**DATA RECORDS:**
Segment Open

//! Page and revision entities

use crate::types::{EntityId, JsonObject, JsonValue};
use serde::{Deserialize, Serialize, Serializer};
use std::sync::Arc;

/// A page: an open property bag identified by title and/or page id
#[derive(Debug, Clone, Default, PartialEq, Serialize, Deserialize)]
#[serde(transparent)]
pub struct Page {
    attributes: JsonObject,
}

impl Page {
    /// Wrap a property bag
    pub fn new(attributes: JsonObject) -> Self {
        Self { attributes }
    }

    /// Page title
    pub fn title(&self) -> Option<&str> {
        self.attributes.get("title").and_then(JsonValue::as_str)
    }

    /// Canonical page id
    pub fn page_id(&self) -> Option<EntityId> {
        self.attributes.get("pageid").and_then(EntityId::from_value)
    }

    /// Whether the page does not exist (or its title is invalid)
    pub fn is_missing(&self) -> bool {
        is_flagged(&self.attributes, "missing") || is_flagged(&self.attributes, "invalid")
    }

    /// Look up one attribute
    pub fn get(&self, key: &str) -> Option<&JsonValue> {
        self.attributes.get(key)
    }

    /// The page's revisions, if they were requested
    pub fn revisions(&self) -> &[JsonValue] {
        self.attributes
            .get("revisions")
            .and_then(JsonValue::as_array)
            .map_or(&[], Vec::as_slice)
    }

    /// All attributes
    pub fn attributes(&self) -> &JsonObject {
        &self.attributes
    }

    /// Mutable access to all attributes
    pub fn attributes_mut(&mut self) -> &mut JsonObject {
        &mut self.attributes
    }

    /// Unwrap into the property bag
    pub fn into_attributes(self) -> JsonObject {
        self.attributes
    }

    /// A copy of this page with its `revisions` list removed
    pub fn without_revisions(&self) -> Page {
        let mut attributes = self.attributes.clone();
        attributes.remove("revisions");
        Page { attributes }
    }
}

impl From<JsonObject> for Page {
    fn from(attributes: JsonObject) -> Self {
        Self::new(attributes)
    }
}

/// A revision, with an optional association to the page it belongs to.
///
/// The owning page is held as a side channel next to the attributes, never
/// inside them, and carries no `revisions` list. It is absent for revisions
/// known to be missing. Serializing a revision emits its attributes only.
#[derive(Debug, Clone, Default, PartialEq)]
pub struct Revision {
    attributes: JsonObject,
    page: Option<Arc<Page>>,
}

impl Revision {
    /// A revision without a known page
    pub fn new(attributes: JsonObject) -> Self {
        Self {
            attributes,
            page: None,
        }
    }

    /// A revision located inside `page`
    pub fn with_page(attributes: JsonObject, page: Arc<Page>) -> Self {
        Self {
            attributes,
            page: Some(page),
        }
    }

    /// Canonical revision id
    pub fn rev_id(&self) -> Option<EntityId> {
        self.attributes.get("revid").and_then(EntityId::from_value)
    }

    /// Revision timestamp, as returned by the API
    pub fn timestamp(&self) -> Option<&str> {
        self.attributes.get("timestamp").and_then(JsonValue::as_str)
    }

    /// Whether the revision does not exist
    pub fn is_missing(&self) -> bool {
        is_flagged(&self.attributes, "missing")
    }

    /// The owning page (without its revisions)
    pub fn page(&self) -> Option<&Page> {
        self.page.as_deref()
    }

    /// Look up one attribute
    pub fn get(&self, key: &str) -> Option<&JsonValue> {
        self.attributes.get(key)
    }

    /// All attributes
    pub fn attributes(&self) -> &JsonObject {
        &self.attributes
    }

    /// Mutable access to all attributes
    pub fn attributes_mut(&mut self) -> &mut JsonObject {
        &mut self.attributes
    }

    /// Mutable access to the owning page, if one is associated
    pub fn page_mut(&mut self) -> Option<&mut Page> {
        self.page.as_mut().map(Arc::make_mut)
    }

    /// Associate the owning page
    pub fn set_page(&mut self, page: Arc<Page>) {
        self.page = Some(page);
    }

    /// Unwrap into the property bag, dropping the page association
    pub fn into_attributes(self) -> JsonObject {
        self.attributes
    }
}

impl Serialize for Revision {
    fn serialize<S: Serializer>(&self, serializer: S) -> Result<S::Ok, S::Error> {
        self.attributes.serialize(serializer)
    }
}

fn is_flagged(attributes: &JsonObject, key: &str) -> bool {
    attributes
        .get(key)
        .is_some_and(|v| !matches!(v, JsonValue::Bool(false) | JsonValue::Null))
}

Segment Closed

**AIM OF THE TASK:** Make a word-for-word transcription of the listing above.

**ANSWER TO THIS PROBLEM:**
//! Page and revision entities

use crate::types::{EntityId, JsonObject, JsonValue};
use serde::{Deserialize, Serialize, Serializer};
use std::sync::Arc;

/// A page: an open property bag identified by title and/or page id
#[derive(Debug, Clone, Default, PartialEq, Serialize, Deserialize)]
#[serde(transparent)]
pub struct Page {
    attributes: JsonObject,
}

impl Page {
    /// Wrap a property bag
    pub fn new(attributes: JsonObject) -> Self {
        Self { attributes }
    }

    /// Page title
    pub fn title(&self) -> Option<&str> {
        self.attributes.get("title").and_then(JsonValue::as_str)
    }

    /// Canonical page id
    pub fn page_id(&self) -> Option<EntityId> {
        self.attributes.get("pageid").and_then(EntityId::from_value)
    }

    /// Whether the page does not exist (or its title is invalid)
    pub fn is_missing(&self) -> bool {
        is_flagged(&self.attributes, "missing") || is_flagged(&self.attributes, "invalid")
    }

    /// Look up one attribute
    pub fn get(&self, key: &str) -> Option<&JsonValue> {
        self.attributes.get(key)
    }

    /// The page's revisions, if they were requested
    pub fn revisions(&self) -> &[JsonValue] {
        self.attributes
            .get("revisions")
            .and_then(JsonValue::as_array)
            .map_or(&[], Vec::as_slice)
    }

    /// All attributes
    pub fn attributes(&self) -> &JsonObject {
        &self.attributes
    }

    /// Mutable access to all attributes
    pub fn attributes_mut(&mut self) -> &mut JsonObject {
        &mut self.attributes
    }

    /// Unwrap into the property bag
    pub fn into_attributes(self) -> JsonObject {
        self.attributes
    }

    /// A copy of this page with its `revisions` list removed
    pub fn without_revisions(&self) -> Page {
        let mut attributes = self.attributes.clone();
        attributes.remove("revisions");
        Page { attributes }
    }
}

impl From<JsonObject> for Page {
    fn from(attributes: JsonObject) -> Self {
        Self::new(attributes)
    }
}

/// A revision, with an optional association to the page it belongs to.
///
/// The owning page is held as a side channel next to the attributes, never
/// inside them, and carries no `revisions` list. It is absent for revisions
/// known to be missing. Serializing a revision emits its attributes only.
#[derive(Debug, Clone, Default, PartialEq)]
pub struct Revision {
    attributes: JsonObject,
    page: Option<Arc<Page>>,
}

impl Revision {
    /// A revision without a known page
    pub fn new(attributes: JsonObject) -> Self {
        Self {
            attributes,
            page: None,
        }
    }

    /// A revision located inside `page`
    pub fn with_page(attributes: JsonObject, page: Arc<Page>) -> Self {
        Self {
            attributes,
            page: Some(page),
        }
    }

    /// Canonical revision id
    pub fn rev_id(&self) -> Option<EntityId> {
        self.attributes.get("revid").and_then(EntityId::from_value)
    }

    /// Revision timestamp, as returned by the API
    pub fn timestamp(&self) -> Option<&str> {
        self.attributes.get("timestamp").and_then(JsonValue::as_str)
    }

    /// Whether the revision does not exist
    pub fn is_missing(&self) -> bool {
        is_flagged(&self.attributes, "missing")
    }

    /// The owning page (without its revisions)
    pub fn page(&self) -> Option<&Page> {
        self.page.as_deref()
    }

    /// Look up one attribute
    pub fn get(&self, key: &str) -> Option<&JsonValue> {
        self.attributes.get(key)
    }

    /// All attributes
    pub fn attributes(&self) -> &JsonObject {
        &self.attributes
    }

    /// Mutable access to all attributes
    pub fn attributes_mut(&mut self) -> &mut JsonObject {
        &mut self.attributes
    }

    /// Mutable access to the owning page, if one is associated
    pub fn page_mut(&mut self) -> Option<&mut Page> {
        self.page.as_mut().map(Arc::make_mut)
    }

    /// Associate the owning page
    pub fn set_page(&mut self, page: Arc<Page>) {
        self.page = Some(page);
    }

    /// Unwrap into the property bag, dropping the page association
    pub fn into_attributes(self) -> JsonObject {
        self.attributes
    }
}

impl Serialize for Revision {
    fn serialize<S: Serializer>(&self, serializer: S) -> Result<S::Ok, S::Error> {
        self.attributes.serialize(serializer)
    }
}

fn is_flagged(attributes: &JsonObject, key: &str) -> bool {
    attributes
        .get(key)
        .is_some_and(|v| !matches!(v, JsonValue::Bool(false) | JsonValue::Null))
}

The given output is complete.